Problem:
Please copy the leading lines of the entries below exactly, concluding with the line in which "plain owned value" occurs.

Available data:
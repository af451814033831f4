//! Managed physical range, validated once at construction.
//!
//! The loader/linker layer knows where the kernel image ends and where
//! physical memory tops out; this module turns that pair of boot facts into
//! a checked value the allocator can trust. Keeping it a plain owned value
//! (instead of file-scope constants) lets tests run the allocator over tiny
//! synthetic ranges.

use kernel_memory_addresses::{FRAME_SIZE, PhysicalAddress};

/// The physical range the allocator manages.
///
/// Frames in `[0, first_usable)` exist in the allocator's tables (so their
/// reference counts can be tracked) but are never handed out: they back the
/// kernel image and whatever the boot layer reserved below it. Frames in
/// `[first_usable, phys_top)` cycle through the free pool.
#[derive(Debug, Clone, Copy, PartialEq, Eq)]
pub struct PhysMemoryLayout {
    first_usable: PhysicalAddress,
    phys_top: PhysicalAddress,
}

impl PhysMemoryLayout {
    /// Validate the boot-provided range.
    ///
    /// `kernel_end` is rounded up to the next frame boundary; `phys_top`
    /// must already be frame-aligned (it is a range end, not an address in
    /// use) and the range must contain at least one full usable frame.
    ///
    /// # Errors
    /// [`LayoutError`] if `phys_top` is misaligned or the usable range is
    /// empty.
    pub const fn new(
        kernel_end: PhysicalAddress,
        phys_top: PhysicalAddress,
    ) -> Result<Self, LayoutError> {
        if !phys_top.is_frame_aligned() {
            return Err(LayoutError::UnalignedTop);
        }
        let first_usable = kernel_end.align_up_to_frame();
        if first_usable.as_u64() + FRAME_SIZE > phys_top.as_u64() {
            return Err(LayoutError::NoUsableFrames);
        }
        Ok(Self {
            first_usable,
            phys_top,
        })
    }

    /// Base of the first frame the allocator may hand out.
    #[inline]
    #[must_use]
    pub const fn first_usable(&self) -> PhysicalAddress {
        self.first_usable
    }

    /// Exclusive top of physical memory.
    #[inline]
    #[must_use]
    pub const fn phys_top(&self) -> PhysicalAddress {
        self.phys_top
    }

    /// Number of frames in the entire addressable range `[0, phys_top)`.
    ///
    /// Per-frame tables are sized by this, reserved frames included.
    #[inline]
    #[must_use]
    pub const fn total_frames(&self) -> usize {
        self.phys_top.frame_index()
    }

    /// Number of frames the allocator actually hands out.
    #[inline]
    #[must_use]
    pub const fn managed_frames(&self) -> usize {
        self.phys_top.frame_index() - self.first_usable.frame_index()
    }

    /// Whether `pa` lies inside the managed (allocatable) range.
    #[inline]
    #[must_use]
    pub const fn is_managed(&self, pa: PhysicalAddress) -> bool {
        pa.as_u64() >= self.first_usable.as_u64() && pa.as_u64() < self.phys_top.as_u64()
    }
}

/// Rejected boot-layer range description.
#[derive(Debug, Clone, Copy, PartialEq, Eq, thiserror::Error)]
pub enum LayoutError {
    /// The top of physical memory must be a frame boundary.
    #[error("top of physical memory is not frame-aligned")]
    UnalignedTop,
    /// No full frame fits between the kernel image and the top of memory.
    #[error("no usable frames between kernel end and top of physical memory")]
    NoUsableFrames,
}

#[cfg(test)]
mod tests {
    use super::*;

    #[test]
    fn rounds_kernel_end_up() {
        let layout = PhysMemoryLayout::new(
            PhysicalAddress::new(0x1234),
            PhysicalAddress::new(8 * FRAME_SIZE),
        )
        .unwrap();
        assert_eq!(layout.first_usable(), PhysicalAddress::new(0x2000));
        assert_eq!(layout.total_frames(), 8);
        assert_eq!(layout.managed_frames(), 6);
    }

    #[test]
    fn aligned_kernel_end_is_kept() {
        let layout = PhysMemoryLayout::new(
            PhysicalAddress::new(FRAME_SIZE),
            PhysicalAddress::new(4 * FRAME_SIZE),
        )
        .unwrap();
        assert_eq!(layout.first_usable(), PhysicalAddress::new(FRAME_SIZE));
        assert_eq!(layout.managed_frames(), 3);
    }

    #[test]
    fn rejects_unaligned_top() {
        let err = PhysMemoryLayout::new(
            PhysicalAddress::zero(),
            PhysicalAddress::new(4 * FRAME_SIZE + 1),
        )
        .unwrap_err();
        assert_eq!(err, LayoutError::UnalignedTop);
    }

    #[test]
    fn rejects_empty_and_backwards_ranges() {
        // Kernel end rounds up past the top: nothing left to manage.
        let err = PhysMemoryLayout::new(
            PhysicalAddress::new(4 * FRAME_SIZE - 1),
            PhysicalAddress::new(4 * FRAME_SIZE),
        )
        .unwrap_err();
        assert_eq!(err, LayoutError::NoUsableFrames);

        let err = PhysMemoryLayout::new(
            PhysicalAddress::new(8 * FRAME_SIZE),
            PhysicalAddress::new(4 * FRAME_SIZE),
        )
        .unwrap_err();
        assert_eq!(err, LayoutError::NoUsableFrames);
    }

    #[test]
    fn managed_bounds() {
        let layout = PhysMemoryLayout::new(
            PhysicalAddress::new(2 * FRAME_SIZE),
            PhysicalAddress::new(6 * FRAME_SIZE),
        )
        .unwrap();
        assert!(!layout.is_managed(PhysicalAddress::new(2 * FRAME_SIZE - 1)));
        assert!(layout.is_managed(PhysicalAddress::new(2 * FRAME_SIZE)));
        assert!(layout.is_managed(PhysicalAddress::new(6 * FRAME_SIZE - 1)));
        assert!(!layout.is_managed(PhysicalAddress::new(6 * FRAME_SIZE)));
    }
}
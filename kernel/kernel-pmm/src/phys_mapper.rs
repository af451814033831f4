//! Physical-memory access seam.
//!
//! The allocator tracks frames by physical address but occasionally has to
//! touch their *contents* (poison fills on allocate and free). Rust code can
//! only dereference virtual addresses, and how a physical address becomes a
//! usable pointer differs between the kernel (higher-half direct map), the
//! bootloader (identity map), and hosted tests (a synthetic arena). This
//! trait abstracts over exactly that translation.

use kernel_memory_addresses::PhysicalAddress;

/// Translate a physical address into a pointer usable in the current
/// address space.
pub trait PhysMapper {
    /// Pointer to the byte at physical address `pa`.
    ///
    /// # Safety
    /// - The translation scheme must actually map `pa` in the current
    ///   address space.
    /// - The caller must only access memory it exclusively owns, for at most
    ///   the length that is mapped and writable.
    unsafe fn phys_to_ptr(&self, pa: PhysicalAddress) -> *mut u8;
}

/// [`PhysMapper`] for kernels with a higher-half direct map (HHDM): every
/// physical address is visible at `hhdm_base + pa`.
///
/// The base is injected at construction; the boot layer knows where it put
/// the direct map.
pub struct HhdmPhysMapper {
    hhdm_base: u64,
}

impl HhdmPhysMapper {
    #[must_use]
    pub const fn new(hhdm_base: u64) -> Self {
        Self { hhdm_base }
    }
}

impl PhysMapper for HhdmPhysMapper {
    unsafe fn phys_to_ptr(&self, pa: PhysicalAddress) -> *mut u8 {
        // Safety contract is inherited from the trait: the HHDM must be
        // present and cover `pa`.
        (self.hhdm_base as usize + pa.as_usize()) as *mut u8
    }
}

#[cfg(test)]
mod tests {
    use super::*;

    #[test]
    fn hhdm_translation_is_a_fixed_offset() {
        // A buffer's own address works as a stand-in direct-map base, making
        // "physical" addresses plain offsets into it.
        let mut buf = [0_u8; 16];
        let mapper = HhdmPhysMapper::new(buf.as_mut_ptr() as u64);

        unsafe {
            *mapper.phys_to_ptr(PhysicalAddress::new(3)) = 0x42;
        }
        assert_eq!(buf[3], 0x42);
    }
}
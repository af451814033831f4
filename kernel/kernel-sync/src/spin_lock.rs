use core::cell::UnsafeCell;
use core::hint::spin_loop;
use core::ops::{Deref, DerefMut};
use core::sync::atomic::{AtomicBool, Ordering};

/// A test-and-test-and-set spin lock protecting a value of type `T`.
///
/// Acquisition swaps the flag and, on contention, spins on plain reads until
/// the flag looks free before trying again, keeping the cache line shared
/// while waiting. The guard releases on drop.
///
/// No reentrancy: acquiring a lock already held by the current execution
/// context spins forever.
pub struct SpinLock<T> {
    /// `true` while some guard is live.
    held: AtomicBool,
    inner: UnsafeCell<T>,
}

// Safety: the lock serializes all access to `inner`; only T: Send may move
// between execution contexts through it.
unsafe impl<T: Send> Sync for SpinLock<T> {}

impl<T> SpinLock<T> {
    #[must_use]
    pub const fn new(inner: T) -> Self {
        Self {
            held: AtomicBool::new(false),
            inner: UnsafeCell::new(inner),
        }
    }

    /// Spin until the lock is acquired, then return a guard.
    #[inline]
    pub fn lock(&self) -> SpinLockGuard<'_, T> {
        while self.held.swap(true, Ordering::Acquire) {
            while self.held.load(Ordering::Relaxed) {
                spin_loop();
            }
        }
        SpinLockGuard { lock: self }
    }

    /// Try once; returns `None` immediately if the lock is held.
    #[inline]
    pub fn try_lock(&self) -> Option<SpinLockGuard<'_, T>> {
        if self.held.swap(true, Ordering::Acquire) {
            None
        } else {
            Some(SpinLockGuard { lock: self })
        }
    }

    /// Run `f` under the lock; convenience built on the guard.
    #[inline]
    pub fn with_lock<R>(&self, f: impl FnOnce(&mut T) -> R) -> R {
        let mut guard = self.lock();
        f(&mut guard)
    }

    /// Direct access when holding `&mut self`; no contention is possible.
    #[inline]
    pub const fn get_mut(&mut self) -> &mut T {
        self.inner.get_mut()
    }

    /// Consume the lock, returning the protected value.
    #[inline]
    pub fn into_inner(self) -> T {
        self.inner.into_inner()
    }
}

/// RAII guard for [`SpinLock`]; the lock is released when the guard drops.
pub struct SpinLockGuard<'a, T> {
    lock: &'a SpinLock<T>,
}

impl<T> Deref for SpinLockGuard<'_, T> {
    type Target = T;

    fn deref(&self) -> &T {
        // Safety: the guard's existence proves exclusive ownership.
        unsafe { &*self.lock.inner.get() }
    }
}

impl<T> DerefMut for SpinLockGuard<'_, T> {
    fn deref_mut(&mut self) -> &mut T {
        // Safety: the guard's existence proves exclusive ownership.
        unsafe { &mut *self.lock.inner.get() }
    }
}

impl<T> Drop for SpinLockGuard<'_, T> {
    fn drop(&mut self) {
        // Release publishes the critical section to the next acquirer.
        self.lock.held.store(false, Ordering::Release);
    }
}
//! Per-frame reference counts.
//!
//! One counter and one lock per physical frame, covering the entire
//! addressable range. The count is the number of live owners (page-table
//! mappings, pinned kernel users); the free path reclaims a frame only on
//! the decrement that reaches zero.
//!
//! Locks here are per frame, so counts of distinct frames update fully in
//! parallel. A slot's lock is held only for the read-modify-write of its
//! counter, never across any free-list operation.

use alloc::boxed::Box;
use alloc::vec::Vec;
use kernel_sync::SpinLock;

pub(crate) struct RefCountTable {
    slots: Box<[SpinLock<u32>]>,
}

impl RefCountTable {
    /// One slot per frame, every count seeded to 1: at boot, every frame is
    /// owned by the boot identity until explicitly released.
    pub(crate) fn new(frames: usize) -> Self {
        let slots = (0..frames)
            .map(|_| SpinLock::new(1))
            .collect::<Vec<_>>()
            .into_boxed_slice();
        Self { slots }
    }

    /// Add an owner to `frame`.
    ///
    /// # Panics
    /// On counter overflow. Wrapping silently would let a later decrement
    /// reclaim a frame that still has ~4 billion owners, so overflow is a
    /// contract violation, not an arithmetic detail.
    pub(crate) fn increment(&self, frame: usize) {
        self.slots[frame].with_lock(|count| {
            let Some(next) = count.checked_add(1) else {
                panic!("pmm: reference count overflow for frame {frame}");
            };
            *count = next;
        });
    }

    /// Drop an owner from `frame`; returns `true` if that was the last one.
    ///
    /// # Panics
    /// If the count is already zero: a double free, or a release of a frame
    /// nobody owned.
    pub(crate) fn decrement_and_check(&self, frame: usize) -> bool {
        self.slots[frame].with_lock(|count| {
            assert!(
                *count > 0,
                "pmm: reference count underflow for frame {frame} (double free?)"
            );
            *count -= 1;
            *count == 0
        })
    }

    /// Make `frame` single-owner fresh memory.
    ///
    /// Only valid while the caller exclusively holds the frame (just popped
    /// from the free stack, not yet published anywhere).
    pub(crate) fn reset_to_one(&self, frame: usize) {
        self.slots[frame].with_lock(|count| *count = 1);
    }

    /// Current owner count of `frame`.
    pub(crate) fn get(&self, frame: usize) -> u32 {
        self.slots[frame].with_lock(|count| *count)
    }

    pub(crate) const fn len(&self) -> usize {
        self.slots.len()
    }

    #[cfg(test)]
    pub(crate) fn set(&self, frame: usize, value: u32) {
        self.slots[frame].with_lock(|count| *count = value);
    }
}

Your response:
repository af451814033831f4
//! Managed physical range, validated once at construction.
//!
//! The loader/linker layer knows where the kernel image ends and where
//! physical memory tops out; this module turns that pair of boot facts into
//! a checked value the allocator can trust. Keeping it a plain owned value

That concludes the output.